Assignment:
Search the entries below for the word "impl", then copy each line in which it is found.

(Stored items)
▼
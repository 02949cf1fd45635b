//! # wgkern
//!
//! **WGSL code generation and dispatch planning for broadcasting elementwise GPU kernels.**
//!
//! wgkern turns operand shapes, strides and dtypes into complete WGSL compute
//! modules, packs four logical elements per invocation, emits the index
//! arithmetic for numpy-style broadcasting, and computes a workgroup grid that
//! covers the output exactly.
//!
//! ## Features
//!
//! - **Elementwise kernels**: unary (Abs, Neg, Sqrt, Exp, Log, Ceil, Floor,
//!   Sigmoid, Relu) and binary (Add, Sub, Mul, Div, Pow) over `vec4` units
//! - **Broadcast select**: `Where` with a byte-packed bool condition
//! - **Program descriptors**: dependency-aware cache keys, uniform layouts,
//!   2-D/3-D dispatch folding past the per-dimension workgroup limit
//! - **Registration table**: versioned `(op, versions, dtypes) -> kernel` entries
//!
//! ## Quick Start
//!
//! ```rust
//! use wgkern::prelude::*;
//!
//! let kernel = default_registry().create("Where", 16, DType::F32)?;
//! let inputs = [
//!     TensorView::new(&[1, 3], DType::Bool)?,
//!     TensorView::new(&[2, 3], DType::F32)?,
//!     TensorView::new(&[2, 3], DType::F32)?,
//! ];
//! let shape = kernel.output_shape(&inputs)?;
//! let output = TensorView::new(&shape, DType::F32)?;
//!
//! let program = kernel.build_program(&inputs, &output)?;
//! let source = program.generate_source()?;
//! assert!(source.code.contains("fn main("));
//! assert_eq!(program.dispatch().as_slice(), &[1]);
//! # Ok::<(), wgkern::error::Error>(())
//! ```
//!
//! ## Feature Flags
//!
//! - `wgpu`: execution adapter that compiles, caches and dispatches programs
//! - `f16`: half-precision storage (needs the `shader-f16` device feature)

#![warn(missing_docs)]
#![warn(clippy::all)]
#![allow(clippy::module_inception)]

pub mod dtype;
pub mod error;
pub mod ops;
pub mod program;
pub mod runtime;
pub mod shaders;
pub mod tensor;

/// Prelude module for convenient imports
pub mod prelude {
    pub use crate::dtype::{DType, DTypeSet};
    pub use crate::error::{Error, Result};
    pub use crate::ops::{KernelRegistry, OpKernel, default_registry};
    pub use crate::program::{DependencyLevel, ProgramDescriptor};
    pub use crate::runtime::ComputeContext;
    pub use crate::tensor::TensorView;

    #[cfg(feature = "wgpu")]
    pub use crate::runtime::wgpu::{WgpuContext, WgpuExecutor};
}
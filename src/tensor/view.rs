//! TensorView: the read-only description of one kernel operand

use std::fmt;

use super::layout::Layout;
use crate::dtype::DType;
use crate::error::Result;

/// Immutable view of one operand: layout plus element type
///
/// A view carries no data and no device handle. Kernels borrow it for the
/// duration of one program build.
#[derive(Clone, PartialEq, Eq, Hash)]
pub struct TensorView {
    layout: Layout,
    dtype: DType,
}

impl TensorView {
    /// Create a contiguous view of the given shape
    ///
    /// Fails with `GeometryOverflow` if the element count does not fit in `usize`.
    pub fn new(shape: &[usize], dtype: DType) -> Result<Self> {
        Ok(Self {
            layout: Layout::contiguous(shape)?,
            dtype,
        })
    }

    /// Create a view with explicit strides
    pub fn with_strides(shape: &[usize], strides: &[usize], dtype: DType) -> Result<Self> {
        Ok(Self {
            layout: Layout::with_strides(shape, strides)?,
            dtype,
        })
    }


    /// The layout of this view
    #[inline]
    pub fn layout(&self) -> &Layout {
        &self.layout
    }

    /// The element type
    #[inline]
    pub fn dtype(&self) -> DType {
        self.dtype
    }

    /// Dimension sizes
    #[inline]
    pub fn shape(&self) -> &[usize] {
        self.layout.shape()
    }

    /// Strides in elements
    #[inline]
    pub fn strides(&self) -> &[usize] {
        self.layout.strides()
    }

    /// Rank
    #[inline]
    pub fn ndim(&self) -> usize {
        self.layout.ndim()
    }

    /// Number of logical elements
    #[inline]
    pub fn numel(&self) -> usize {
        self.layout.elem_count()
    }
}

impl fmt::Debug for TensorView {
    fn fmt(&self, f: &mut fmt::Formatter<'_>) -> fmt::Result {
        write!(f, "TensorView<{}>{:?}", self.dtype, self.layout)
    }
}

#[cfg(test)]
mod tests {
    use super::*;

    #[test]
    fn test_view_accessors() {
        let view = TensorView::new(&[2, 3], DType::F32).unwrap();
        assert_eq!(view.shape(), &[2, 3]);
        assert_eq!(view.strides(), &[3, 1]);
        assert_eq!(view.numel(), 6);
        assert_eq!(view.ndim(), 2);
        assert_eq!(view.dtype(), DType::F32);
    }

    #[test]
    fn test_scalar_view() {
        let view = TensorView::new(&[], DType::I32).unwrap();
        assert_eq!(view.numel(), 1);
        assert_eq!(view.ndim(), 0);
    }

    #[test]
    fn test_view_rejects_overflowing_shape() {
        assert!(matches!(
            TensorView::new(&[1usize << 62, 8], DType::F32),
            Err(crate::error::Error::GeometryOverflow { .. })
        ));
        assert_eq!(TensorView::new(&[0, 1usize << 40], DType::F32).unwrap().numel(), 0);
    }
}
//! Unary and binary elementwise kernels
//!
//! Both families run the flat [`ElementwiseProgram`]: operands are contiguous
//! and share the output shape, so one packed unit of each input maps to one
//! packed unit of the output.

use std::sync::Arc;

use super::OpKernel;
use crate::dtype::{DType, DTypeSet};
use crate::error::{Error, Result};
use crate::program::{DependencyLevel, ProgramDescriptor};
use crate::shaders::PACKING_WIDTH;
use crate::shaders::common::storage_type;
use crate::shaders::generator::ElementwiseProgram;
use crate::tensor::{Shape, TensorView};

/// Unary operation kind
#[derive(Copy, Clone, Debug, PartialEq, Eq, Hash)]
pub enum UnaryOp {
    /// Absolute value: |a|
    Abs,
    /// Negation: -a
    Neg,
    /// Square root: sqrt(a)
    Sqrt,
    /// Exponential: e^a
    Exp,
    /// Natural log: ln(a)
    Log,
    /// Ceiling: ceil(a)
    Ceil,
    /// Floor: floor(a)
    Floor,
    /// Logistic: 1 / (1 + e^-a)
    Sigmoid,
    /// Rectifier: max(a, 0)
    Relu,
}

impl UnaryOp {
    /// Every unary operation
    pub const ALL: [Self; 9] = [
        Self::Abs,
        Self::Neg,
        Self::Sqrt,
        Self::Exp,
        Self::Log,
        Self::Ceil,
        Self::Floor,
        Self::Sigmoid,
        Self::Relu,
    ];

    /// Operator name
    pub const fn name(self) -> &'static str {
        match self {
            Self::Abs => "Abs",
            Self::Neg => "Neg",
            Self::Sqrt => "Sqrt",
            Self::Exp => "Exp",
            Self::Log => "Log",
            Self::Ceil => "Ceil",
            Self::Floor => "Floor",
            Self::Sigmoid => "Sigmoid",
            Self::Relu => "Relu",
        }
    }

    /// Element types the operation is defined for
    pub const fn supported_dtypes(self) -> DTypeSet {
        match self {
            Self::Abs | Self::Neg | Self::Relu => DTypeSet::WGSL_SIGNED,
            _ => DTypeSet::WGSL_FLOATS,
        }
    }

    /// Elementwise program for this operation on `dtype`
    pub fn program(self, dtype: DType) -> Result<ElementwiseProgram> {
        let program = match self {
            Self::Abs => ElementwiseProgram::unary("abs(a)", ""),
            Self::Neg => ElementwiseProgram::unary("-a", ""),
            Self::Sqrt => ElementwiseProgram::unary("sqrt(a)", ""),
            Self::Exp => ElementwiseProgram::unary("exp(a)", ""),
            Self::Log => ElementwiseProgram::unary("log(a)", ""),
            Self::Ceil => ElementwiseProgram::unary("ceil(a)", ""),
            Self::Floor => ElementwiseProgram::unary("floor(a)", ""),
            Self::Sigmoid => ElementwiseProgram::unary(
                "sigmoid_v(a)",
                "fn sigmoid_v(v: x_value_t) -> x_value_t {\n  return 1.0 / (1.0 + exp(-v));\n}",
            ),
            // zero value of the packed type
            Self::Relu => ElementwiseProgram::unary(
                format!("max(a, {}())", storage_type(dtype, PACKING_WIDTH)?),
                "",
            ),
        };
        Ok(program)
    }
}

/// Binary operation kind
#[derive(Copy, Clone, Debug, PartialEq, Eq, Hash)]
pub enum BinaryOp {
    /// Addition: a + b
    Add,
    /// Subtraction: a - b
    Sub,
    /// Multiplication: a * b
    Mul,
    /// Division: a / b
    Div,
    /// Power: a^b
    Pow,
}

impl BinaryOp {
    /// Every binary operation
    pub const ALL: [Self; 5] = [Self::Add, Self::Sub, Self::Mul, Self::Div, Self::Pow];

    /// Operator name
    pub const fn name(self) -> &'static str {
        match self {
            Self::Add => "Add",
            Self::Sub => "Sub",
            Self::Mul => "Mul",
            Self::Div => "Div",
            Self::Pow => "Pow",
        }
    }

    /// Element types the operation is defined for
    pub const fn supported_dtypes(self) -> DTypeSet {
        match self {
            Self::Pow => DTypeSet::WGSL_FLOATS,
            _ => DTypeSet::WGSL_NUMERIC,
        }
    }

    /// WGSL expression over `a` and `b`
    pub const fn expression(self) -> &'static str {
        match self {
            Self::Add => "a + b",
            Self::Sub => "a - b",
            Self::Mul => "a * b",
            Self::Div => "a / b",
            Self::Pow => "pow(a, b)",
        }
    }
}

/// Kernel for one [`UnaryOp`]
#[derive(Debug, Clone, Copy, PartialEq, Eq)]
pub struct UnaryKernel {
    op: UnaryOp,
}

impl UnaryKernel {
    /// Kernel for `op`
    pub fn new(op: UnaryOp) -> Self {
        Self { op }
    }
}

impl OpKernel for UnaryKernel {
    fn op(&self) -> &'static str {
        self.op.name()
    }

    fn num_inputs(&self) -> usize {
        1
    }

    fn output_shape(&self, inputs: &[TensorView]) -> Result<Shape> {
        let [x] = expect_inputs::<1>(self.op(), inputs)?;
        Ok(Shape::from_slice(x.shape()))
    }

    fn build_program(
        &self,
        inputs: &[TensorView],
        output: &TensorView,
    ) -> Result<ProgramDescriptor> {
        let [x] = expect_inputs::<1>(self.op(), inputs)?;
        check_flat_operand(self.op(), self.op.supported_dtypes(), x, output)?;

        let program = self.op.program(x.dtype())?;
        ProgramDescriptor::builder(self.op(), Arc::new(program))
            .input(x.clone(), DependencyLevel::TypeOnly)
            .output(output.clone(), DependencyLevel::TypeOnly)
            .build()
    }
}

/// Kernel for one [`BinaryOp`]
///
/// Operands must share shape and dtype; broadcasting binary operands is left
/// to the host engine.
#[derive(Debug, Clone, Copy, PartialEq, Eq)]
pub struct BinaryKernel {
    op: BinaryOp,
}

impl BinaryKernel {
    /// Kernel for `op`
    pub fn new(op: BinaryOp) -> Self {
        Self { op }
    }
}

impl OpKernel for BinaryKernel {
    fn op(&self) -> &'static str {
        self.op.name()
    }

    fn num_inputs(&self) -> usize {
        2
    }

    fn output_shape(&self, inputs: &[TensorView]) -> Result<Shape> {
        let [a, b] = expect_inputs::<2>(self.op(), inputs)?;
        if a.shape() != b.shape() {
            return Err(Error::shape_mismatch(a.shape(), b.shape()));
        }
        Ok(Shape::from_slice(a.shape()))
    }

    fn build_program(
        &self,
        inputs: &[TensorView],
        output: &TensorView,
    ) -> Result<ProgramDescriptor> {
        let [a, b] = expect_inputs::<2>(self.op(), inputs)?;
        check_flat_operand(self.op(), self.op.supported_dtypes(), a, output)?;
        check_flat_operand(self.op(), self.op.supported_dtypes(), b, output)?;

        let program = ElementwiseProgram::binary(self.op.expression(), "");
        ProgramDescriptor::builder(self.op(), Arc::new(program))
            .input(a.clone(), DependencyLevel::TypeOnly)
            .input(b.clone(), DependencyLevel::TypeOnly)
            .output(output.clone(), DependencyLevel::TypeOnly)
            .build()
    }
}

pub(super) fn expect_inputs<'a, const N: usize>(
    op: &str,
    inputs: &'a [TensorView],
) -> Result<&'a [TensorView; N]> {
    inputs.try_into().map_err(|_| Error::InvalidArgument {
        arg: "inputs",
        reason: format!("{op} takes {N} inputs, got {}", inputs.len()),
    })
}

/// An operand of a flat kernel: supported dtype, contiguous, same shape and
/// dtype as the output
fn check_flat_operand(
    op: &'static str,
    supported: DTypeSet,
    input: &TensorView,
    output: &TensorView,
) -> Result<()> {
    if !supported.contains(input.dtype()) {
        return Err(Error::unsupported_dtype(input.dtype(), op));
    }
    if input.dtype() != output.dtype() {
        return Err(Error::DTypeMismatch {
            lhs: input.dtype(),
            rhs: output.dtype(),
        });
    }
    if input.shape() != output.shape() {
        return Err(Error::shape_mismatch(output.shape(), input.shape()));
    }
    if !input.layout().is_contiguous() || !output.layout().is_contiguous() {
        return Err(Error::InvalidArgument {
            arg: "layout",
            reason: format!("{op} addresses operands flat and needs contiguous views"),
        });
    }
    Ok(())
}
▲
Response for this exercise:
impl TensorView {
impl fmt::Debug for TensorView {
impl UnaryOp {
impl BinaryOp {
impl UnaryKernel {
impl OpKernel for UnaryKernel {
impl BinaryKernel {
impl OpKernel for BinaryKernel {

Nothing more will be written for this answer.